AR_PAYMENT_SCHEDULES_ALL
This table stores all transactions except adjustments and miscellaneous cash receipts. Oracle Receivables updates this table when activity occurs against an invoice, debit memo, chargeback, credit memo, on account credit, or receipt. Oracle Receivables groups different transactions bythe column CLASS. These classes include invoice (INV), debit memos(DM), guarantees (GUAR), credit memos (CM), deposits (DEP),chargebacks (CB), and receipts (PMT). Transaction classes determine which columns in this table Oracle Receivables updates when a transaction occurs, and whether a transaction relates to either the RA_CUSTOMER_TRX_ALL table or the AR_CASH_RECEIPTS_ALLtable. AR_PAYMENT_SCHEDULES_ALL joins to the RA_CUSTOMER_TRX_ALL table for non–payment transaction entries such as the creation of credit memos, debit memos, invoices, chargebacks, or deposits. AR_PAYMENT_SCHEDULES_ALL uses the foreign key CUSTOMER_TRX_ID to join to the RA_CUSTOMER_TRX_ALL table for these transactions. AR_PAYMENT_SCHEDULES_ALL joins to the AR_CASH_RECEIPTS_ALL table for invoice–related payment transactions using the foreign key CASH_RECEIPT_ID. When a receiptis applied, Oracle Receivables updates AMOUNT_APPLIED, STATUS and AMOUNT_DUE_REMAINING. STATUS changes from ’OP’ to ’CL’for any transaction that has an AMOUNT_DUE_REMAINING value of 0(Zero). ACTUAL_DATE_CLOSED and GL_DATE_CLOSED are populated with the date of the latest transaction. For a receipt, the amount due remaining includes on account and unapplied amounts. Oracle Receivables stores debit items such as invoices, debit memos, chargebacks, deposits, and guarantees as positive numbers in the AMOUNT_DUE_REMAINING and AMOUNT_DUE_ORIGINAL columns. Credit items such as credit memos and receipts are stored as negative numbers. In Release 10, receipts can be confirmed or not confirmed as designated by the CONFIRMED_FLAG column. The sum of the AMOUNT_DUE_REMAINING column for a customer for all confirmed payment schedules reflects the current customer balance. If this amount is negative, then this column indicates the credit balance amount currently available for this customer. For invoices with split terms, one record is created in RA_CUSTOMER_TRX_ALL and one record is stored in AR_PAYMENT_SCHEDULES_ALL for each installment. In AR_PAYMENT_SCHEDULES_ALL, DUE_DATE and AMOUNT_DUE_REMAINING can differ for each installment of a split term invoice. Each installment is differentiated by the TERMS_SEQUENCE_NUMBER column.

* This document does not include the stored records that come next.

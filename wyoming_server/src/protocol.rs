//! Wyoming protocol events and their framing.
//!
//! Each event is one line of JSON (the header), optionally followed by
//! `data_length` bytes of JSON data and `payload_length` bytes of binary
//! payload.

use bytes::{BufMut, BytesMut};
use serde::{Deserialize, Serialize};
use serde_json::{Map, Value};
use thiserror::Error;
use tokio_util::codec::{Decoder, Encoder};

use tts_core::{AudioFormat, AudioFrame};

/// Protocol version written into outbound headers.
pub const PROTOCOL_VERSION: &str = "1.5.2";

/// Upper bound for one header line.
pub const MAX_HEADER_LENGTH: usize = 1024 * 1024;

/// Upper bound for the JSON data segment of one event.
pub const MAX_DATA_LENGTH: usize = 1024 * 1024;

/// Upper bound for the binary payload of one event.
pub const MAX_PAYLOAD_LENGTH: usize = 16 * 1024 * 1024;

#[derive(Debug, Error)]
pub enum ProtocolError {
    #[error("I/O error: {0}")]
    Io(#[from] std::io::Error),

    #[error("Invalid JSON: {0}")]
    Json(#[from] serde_json::Error),

    #[error("Header exceeds {MAX_HEADER_LENGTH} bytes")]
    HeaderTooLong,

    #[error("Event {part} of {length} bytes exceeds the {limit} byte limit")]
    BodyTooLarge {
        part: &'static str,
        length: usize,
        limit: usize,
    },

    #[error("Malformed event: {0}")]
    Malformed(String),
}

/// A decoded protocol event.
#[derive(Debug, Clone, PartialEq, Default)]
pub struct Event {
    pub event_type: String,
    pub data: Map<String, Value>,
    pub payload: Option<Vec<u8>>,
}

impl Event {
    pub fn new(event_type: impl Into<String>) -> Self {
        Self {
            event_type: event_type.into(),
            ..Default::default()
        }
    }

    pub fn with_data<T: Serialize>(mut self, data: &T) -> Result<Self, ProtocolError> {
        match serde_json::to_value(data)? {
            Value::Object(map) => self.data = map,
            Value::Null => self.data.clear(),
            other => {
                return Err(ProtocolError::Malformed(format!(
                    "event data must be an object, got {other}"
                )))
            }
        }
        Ok(self)
    }

    pub fn with_payload(mut self, payload: Vec<u8>) -> Self {
        self.payload = Some(payload);
        self
    }

    /// Deserialize the data object into a typed event body.
    pub fn parse_data<T: for<'de> Deserialize<'de>>(&self) -> Result<T, ProtocolError> {
        Ok(serde_json::from_value(Value::Object(self.data.clone()))?)
    }
}

#[derive(Debug, Serialize, Deserialize)]
struct Header {
    #[serde(rename = "type")]
    event_type: String,
    #[serde(default, skip_serializing_if = "Option::is_none")]
    version: Option<String>,
    #[serde(default, skip_serializing_if = "Option::is_none")]
    data: Option<Map<String, Value>>,
    #[serde(default, skip_serializing_if = "Option::is_none")]
    data_length: Option<usize>,
    #[serde(default, skip_serializing_if = "Option::is_none")]
    payload_length: Option<usize>,
}

/// Codec for a byte stream carrying Wyoming events.
#[derive(Debug, Default)]
pub struct WyomingCodec {
    pending: Option<Header>,
}

impl WyomingCodec {
    pub fn new() -> Self {
        Self::default()
    }
}

impl Decoder for WyomingCodec {
    type Item = Event;
    type Error = ProtocolError;

    fn decode(&mut self, src: &mut BytesMut) -> Result<Option<Event>, ProtocolError> {
        if self.pending.is_none() {
            let Some(header) = next_header(src)? else {
                return Ok(None);
            };
            check_length("data", header.data_length, MAX_DATA_LENGTH)?;
            check_length("payload", header.payload_length, MAX_PAYLOAD_LENGTH)?;
            self.pending = Some(header);
        }

        let Some(header) = self.pending.as_ref() else {
            return Ok(None);
        };
        let data_length = header.data_length.unwrap_or(0);
        let payload_length = header.payload_length.unwrap_or(0);
        let body_length = data_length
            .checked_add(payload_length)
            .ok_or(ProtocolError::BodyTooLarge {
                part: "body",
                length: usize::MAX,
                limit: MAX_DATA_LENGTH + MAX_PAYLOAD_LENGTH,
            })?;
        if src.len() < body_length {
            src.reserve(body_length - src.len());
            return Ok(None);
        }

        let Some(header) = self.pending.take() else {
            return Ok(None);
        };
        let mut data = header.data.unwrap_or_default();
        if data_length > 0 {
            let raw = src.split_to(data_length);
            match serde_json::from_slice::<Value>(&raw)? {
                Value::Object(extra) => data.extend(extra),
                _ => return Err(ProtocolError::Malformed("data segment is not an object".into())),
            }
        }
        let payload = (payload_length > 0).then(|| src.split_to(payload_length).to_vec());

        Ok(Some(Event {
            event_type: header.event_type,
            data,
            payload,
        }))
    }
}

/// Take the next header line off `src`, skipping blank keep-alive lines.
fn next_header(src: &mut BytesMut) -> Result<Option<Header>, ProtocolError> {
    loop {
        let Some(newline) = src.iter().position(|b| *b == b'\n') else {
            if src.len() > MAX_HEADER_LENGTH {
                return Err(ProtocolError::HeaderTooLong);
            }
            return Ok(None);
        };
        if newline > MAX_HEADER_LENGTH {
            return Err(ProtocolError::HeaderTooLong);
        }
        let line = src.split_to(newline + 1);
        let line = &line[..newline];
        if line.iter().all(u8::is_ascii_whitespace) {
            continue;
        }
        return Ok(Some(serde_json::from_slice(line)?));
    }
}

fn check_length(
    part: &'static str,
    length: Option<usize>,
    limit: usize,
) -> Result<(), ProtocolError> {
    match length {
        Some(length) if length > limit => Err(ProtocolError::BodyTooLarge { part, length, limit }),
        _ => Ok(()),
    }
}

impl Encoder<Event> for WyomingCodec {
    type Error = ProtocolError;

    fn encode(&mut self, event: Event, dst: &mut BytesMut) -> Result<(), ProtocolError> {
        let data_bytes = if event.data.is_empty() {
            Vec::new()
        } else {
            serde_json::to_vec(&event.data)?
        };
        let header = Header {
            event_type: event.event_type,
            version: Some(PROTOCOL_VERSION.to_string()),
            data: None,
            data_length: (!data_bytes.is_empty()).then_some(data_bytes.len()),
            payload_length: event.payload.as_ref().map(Vec::len).filter(|n| *n > 0),
        };
        let header_bytes = serde_json::to_vec(&header)?;

        let payload = event.payload.unwrap_or_default();
        dst.reserve(header_bytes.len() + 1 + data_bytes.len() + payload.len());
        dst.put_slice(&header_bytes);
        dst.put_u8(b'\n');
        dst.put_slice(&data_bytes);
        dst.put_slice(&payload);
        Ok(())
    }
}

// Typed event bodies -------------------------------------------------------

pub const DESCRIBE: &str = "describe";
pub const INFO: &str = "info";
pub const SYNTHESIZE: &str = "synthesize";
pub const AUDIO_START: &str = "audio-start";
pub const AUDIO_CHUNK: &str = "audio-chunk";
pub const AUDIO_STOP: &str = "audio-stop";
pub const ERROR: &str = "error";

/// Voice hint a client may attach to a synthesize request.
#[derive(Debug, Clone, Default, PartialEq, Serialize, Deserialize)]
pub struct SynthesizeVoice {
    #[serde(default, skip_serializing_if = "Option::is_none")]
    pub name: Option<String>,
    #[serde(default, skip_serializing_if = "Option::is_none")]
    pub language: Option<String>,
    #[serde(default, skip_serializing_if = "Option::is_none")]
    pub speaker: Option<String>,
}

/// Body of a `synthesize` event.
#[derive(Debug, Clone, Default, PartialEq, Serialize, Deserialize)]
pub struct Synthesize {
    #[serde(default)]
    pub text: String,
    #[serde(default, skip_serializing_if = "Option::is_none")]
    pub voice: Option<SynthesizeVoice>,
}

#[derive(Debug, Clone, Copy, PartialEq, Eq, Serialize, Deserialize)]
pub struct AudioParams {
    pub rate: u32,
    pub width: u16,
    pub channels: u16,
}

impl From<AudioFormat> for AudioParams {
    fn from(f: AudioFormat) -> Self {
        Self {
            rate: f.rate,
            width: f.width,
            channels: f.channels,
        }
    }
}

/// Body of an `error` event.
#[derive(Debug, Clone, PartialEq, Serialize, Deserialize)]
pub struct ErrorBody {
    pub text: String,
    #[serde(default, skip_serializing_if = "Option::is_none")]
    pub code: Option<String>,
}

impl From<AudioFrame> for Event {
    fn from(frame: AudioFrame) -> Self {
        match frame {
            AudioFrame::Start(format) => Event::new(AUDIO_START).with_params(format),
            AudioFrame::Chunk { format, audio } => Event::new(AUDIO_CHUNK)
                .with_params(format)
                .with_payload(audio),
            AudioFrame::Stop => Event::new(AUDIO_STOP),
        }
    }
}

impl Event {
    fn with_params(mut self, format: AudioFormat) -> Self {
        let params = AudioParams::from(format);
        self.data.insert("rate".into(), params.rate.into());
        self.data.insert("width".into(), params.width.into());
        self.data.insert("channels".into(), params.channels.into());
        self
    }

    pub fn error(text: impl Into<String>, code: &str) -> Self {
        let mut event = Event::new(ERROR);
        event.data.insert("text".into(), Value::String(text.into()));
        event.data.insert("code".into(), Value::String(code.to_string()));
        event
    }
}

If you create a debit memo reversal when you reverse a receipt, Oracle Receivables creates a new payment schedule record for the debit memo and fills in REVERSED_CASH_RECEIPT_ID with the CASH_RECEIPT_ID of the receipt that was reversed. Oracle Receivables creates a new payment schedule record when you create a chargeback in the Receipts window. ASSOCIATED_CASH_RECEIPT_ID is the cash receipt of the payment you entered when you created the chargeback in this window. GL_DATE_CLOSED indicates the general ledger date on which your transaction was closed.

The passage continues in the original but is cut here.